2018 Progress Report: Reduce Carbon Emissions By Wireless Power TransferEPA Grant Number: SV839353
Title: Reduce Carbon Emissions By Wireless Power Transfer
Investigators: Lee, Hoseon , Blagojevic, Nemanja , Whelan, Jason , McWhorter, Sam , Al-hawwari, Moe , Gonzales-Evans, Eric , Ventura, David
Current Investigators: Lee, Hoseon , Diong, Bill
Institution: Kennesaw State University
EPA Project Officer: Page, Angela
Project Period: March 1, 2018 through February 29, 2020 (Extended to February 28, 2022)
Project Period Covered by this Report: March 1, 2018 through February 28,2019
Project Amount: $69,183
RFA: P3 Awards: A National Student Design Competition for Sustainability Focusing on People, Prosperity and the Planet - Phase 2 (2017) Recipients Lists
Research Category: P3 Awards , Sustainable and Healthy Communities , P3 Challenge Area - Air Quality
The proposed research is a method of replacing power cables in aircraft with wireless power transfer systems that are much lighter and can reduce the weight of the plane. The current trend of commercial airlines is to eliminate the LCD screens in the back of the passenger seats and to provide WiFi and entertainment directly to portable wireless electronics such as smartphones and tablets due to their increased ubiquity. The number of power lines that lead to each passenger seat, from the head to the tail end of the plane is significant and adds to the overall weight of the plane. The weight of a small transmitter in intermittent locations down the plane, placed above the carryon compartment can significantly reduce this weight. The width of the plane is narrow, and the distance from the transmitter to the receiver is between 1 to 3 meters. Not only is the distance short, but it is also static, which makes it an ideal environment for integrating a wireless power transfer system. The goal is to reduce the amount of fuel needed, due to the reduced weight, and eventually reduce carbon emission per flight. This reduction factor per plane multiplied by the total number of flights in the world, results in a substantial reduction in global carbon emission and a step towards a more sustainable environment.
The main objective of Phase II is to further develop the wireless power transfer receiver prototype developed in Phase I for implementation in the field. This main objective is divided into two sub-objectives. One of the sub-objectives is to increase the efficiency of the prototype developed in Phase I, by putting together a team of research and engineering professionals consisting of undergraduate students at Kennesaw State University, graduate student(s) at Georgia Tech, and research personnel at GTRI (Georgia Tech Research Institute) to collaborate on this project.

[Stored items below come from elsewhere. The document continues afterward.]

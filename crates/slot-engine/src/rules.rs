//! Availability rules: recurring declared-open windows.
//!
//! Owners usually declare availability as recurrence rules ("weekdays
//! 09:00–17:00") rather than as concrete intervals. This module turns such
//! rules into owner-local [`Interval`]s ready for
//! [`compute_availability`](crate::availability::compute_availability).
//! Expansion is delegated to the `rrule` crate; the zone is validated with
//! `chrono-tz` and instances are converted to wall time in that zone.

use chrono::Duration;
use rrule::RRuleSet;
use serde::{Deserialize, Serialize};

use crate::error::{Result, SlotError};
use crate::interval::Interval;

/// Instance cap for rules with neither COUNT nor UNTIL.
const UNBOUNDED_LIMIT: u16 = 500;

/// One recurring availability declaration.
#[derive(Debug, Clone, PartialEq, Serialize, Deserialize)]
pub struct AvailabilityRule {
    /// RFC 5545 RRULE body, e.g. `FREQ=WEEKLY;BYDAY=TU,TH`.
    pub rrule: String,
    /// First occurrence as local time, e.g. `2026-03-03T14:00:00`.
    pub dtstart: String,
    /// Length of each open window.
    pub duration_minutes: u32,
    /// Occurrences to leave out, same format as `dtstart`.
    #[serde(default)]
    pub exdates: Vec<String>,
}

/// Expand one rule into open windows in `timezone`'s wall time.
///
/// `until` (local datetime) and `max_count` are injected into the rule unless
/// it already carries UNTIL or COUNT.
///
/// # Errors
/// Returns `SlotError::InvalidRule` if the RRULE string is empty or unparseable.
/// Returns `SlotError::InvalidTimezone` if the timezone is not a valid IANA identifier.
pub fn expand_rule(
    rule: &AvailabilityRule,
    timezone: &str,
    until: Option<&str>,
    max_count: Option<u32>,
) -> Result<Vec<Interval>> {
    if rule.rrule.trim().is_empty() {
        return Err(SlotError::InvalidRule("empty RRULE string".to_string()));
    }
    if max_count == Some(0) {
        return Ok(Vec::new());
    }

    let _tz: chrono_tz::Tz = timezone
        .parse()
        .map_err(|_| SlotError::InvalidTimezone(timezone.to_string()))?;

    let rule_text = build_rule_text(rule, timezone, until, max_count);
    let rrule_set: RRuleSet = rule_text
        .parse()
        .map_err(|e| SlotError::InvalidRule(format!("{}", e)))?;

    // `.all(limit)` caps before EXDATE filtering, so leave room for exclusions.
    let exdate_buffer = u16::try_from(rule.exdates.len()).unwrap_or(u16::MAX);
    let limit = max_count
        .map(|c| u16::try_from(c).unwrap_or(u16::MAX).saturating_add(exdate_buffer))
        .unwrap_or(UNBOUNDED_LIMIT);

    let expanded = rrule_set.all(limit);
    if expanded.limited {
        tracing::debug!(rrule = %rule.rrule, limit, "rule expansion hit the instance limit");
    }

    let length = Duration::minutes(i64::from(rule.duration_minutes));
    let mut windows: Vec<Interval> = expanded
        .dates
        .into_iter()
        .map(|dt| Interval {
            start: dt.naive_local(),
            end: (dt + length).naive_local(),
        })
        .collect();

    if let Some(c) = max_count {
        windows.truncate(c as usize);
    }

    Ok(windows)
}

/// Expand every rule and concatenate the windows.
///
/// The result is not merged; overlapping rules are resolved by the pipeline.
pub fn expand_rules(
    rules: &[AvailabilityRule],
    timezone: &str,
    until: Option<&str>,
    max_count: Option<u32>,
) -> Result<Vec<Interval>> {
    let mut all = Vec::new();
    for rule in rules {
        all.extend(expand_rule(rule, timezone, until, max_count)?);
    }
    Ok(all)
}

/// Render DTSTART, RRULE and EXDATE lines in iCalendar form.
fn build_rule_text(
    rule: &AvailabilityRule,
    timezone: &str,
    until: Option<&str>,
    max_count: Option<u32>,
) -> String {
    let mut body = rule.rrule.trim().to_string();
    let upper = body.to_uppercase();

    if let Some(c) = max_count {
        if !upper.contains("COUNT=") {
            body = format!("{};COUNT={}", body, c);
        }
    }

    // UNTIL must share DTSTART's zone: "Z"-suffixed for UTC, bare local otherwise.
    if let Some(until) = until {
        if !upper.contains("UNTIL=") {
            let mut until_ical = to_ical(until);
            if timezone == "UTC" {
                until_ical.push('Z');
            }
            body = format!("{};UNTIL={}", body, until_ical);
        }
    }

    let mut text = format!(
        "DTSTART;TZID={}:{}\nRRULE:{}",
        timezone,
        to_ical(&rule.dtstart),
        body
    );

    if !rule.exdates.is_empty() {
        let exdates: Vec<String> = rule.exdates.iter().map(|d| to_ical(d)).collect();
        text.push_str(&format!("\nEXDATE;TZID={}:{}", timezone, exdates.join(",")));
    }

    text
}

/// `2026-03-03T14:00:00` → `20260303T140000`.
fn to_ical(local: &str) -> String {
    local.replace(['-', ':'], "")
}
//! Subtract taken time from declared availability with a signed sweep.
//!
//! Every availability interval contributes `+1` at its start and `-1` at its
//! end; every taken interval contributes the mirror image. Walking the event
//! points in order with a running total, time is bookable exactly where the
//! total is positive.

use std::collections::BTreeMap;

use chrono::NaiveDateTime;

use crate::interval::Interval;
use crate::merge::merge_intervals;

/// Compute the time covered by `availability` but not by `taken`.
///
/// Both inputs may be unordered and overlapping; each is merged first so a
/// doubly-declared window does not outweigh a single booking. Returns an
/// ascending, pairwise-disjoint list with no zero-length entries.
pub fn subtract_taken(availability: &[Interval], taken: &[Interval]) -> Vec<Interval> {
    let available = merge_intervals(availability);
    if available.is_empty() {
        return Vec::new();
    }
    let taken = merge_intervals(taken);

    let mut deltas: BTreeMap<NaiveDateTime, i64> = BTreeMap::new();
    for iv in &available {
        *deltas.entry(iv.start).or_insert(0) += 1;
        *deltas.entry(iv.end).or_insert(0) -= 1;
    }
    for iv in &taken {
        *deltas.entry(iv.start).or_insert(0) -= 1;
        *deltas.entry(iv.end).or_insert(0) += 1;
    }

    // All deltas at one instant are already summed by the map, so the
    // threshold is never tested mid-timestamp.
    let mut open = Vec::new();
    let mut running: i64 = 0;
    let mut opened_at: Option<NaiveDateTime> = None;
    for (at, delta) in deltas {
        let before = running;
        running += delta;
        if before <= 0 && running > 0 {
            opened_at = Some(at);
        } else if before > 0 && running <= 0 {
            if let Some(start) = opened_at.take() {
                open.push(Interval { start, end: at });
            }
        }
    }

    open
}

Summary of Outputs/Outcomes:
A circuit model that matches the measured prototypes have been created and validated through multiple measurements ranging from different power levels and different load resistances. The significance of this model is that it now enables efficient design of optimized wireless power transfer systems at any frequency, any power level, and for any load impedance.
A maximum distance of 20 feet have been successfully measured for an output voltage of either 4.2 V. The significance of this is that now any device that operates at or below 4.2 V can now be turned on and activated using our WPT system.
A compact, commercializable, integrated board has been successfully designed. The size is only 2x1.55 inches, which is smaller than the two boards combined (0.93x0.7 inch board plus a 4x4 inch board). This compact board can be directly implemented in the field and can be commercialized.
Conclusions: This research has successfully shown that wireless power can be received using a 2-stage RF-DC charge pump, and more importantly that a high enough voltage of 4.2V can be obtained from as far as 20 feet away from the transmitter. This is high significant because most low-power IoTs and microcontrollers operate at 3.3 V. This will enable most IoT sensors to be powered wirelessly from at most 20 feet away. With the phase II grant, a professional, compact, integrated printed circuit board has been successfully created for direct implementation in the field. The compact board is only 2x1.55 inches and includes both the charge pump board and the TI ultra low-power boost converter board. This moves the research from its initial feasibility stage at Phase I to the next implementation stage at Phase II of the EPA P3 program which is in line with the goal of the EPA P3 Phase II program. Lastly, a circuit model has successfully been created which matches the measurements of multiple 2-stage charge pump boards. With this model, any 2-stage charge pump operating at any frequency and any input power level can be efficiently designed with optimal power transfer characteristics, making it easy to design new boards.
- Planned activity for the subsequent reporting period, including a description of equipment, techniques, and materials to be used or evaluated
- Populate and testing multiple compact, integrated boards with an omni-directional transmitter to measure the wireless power received.
- Test the compact receiver board with various IoT sensors, low-power microcontrollers, and rechargeable Li-Ion batteries.
- Submit invention disclosure to KSURF at Kennesaw State University to begin patent application.
- Prepare EPA Small Business Innovation Research (SBIR) or Small Business Technology Transfer (STTR) grant applications for implementation and commercialization.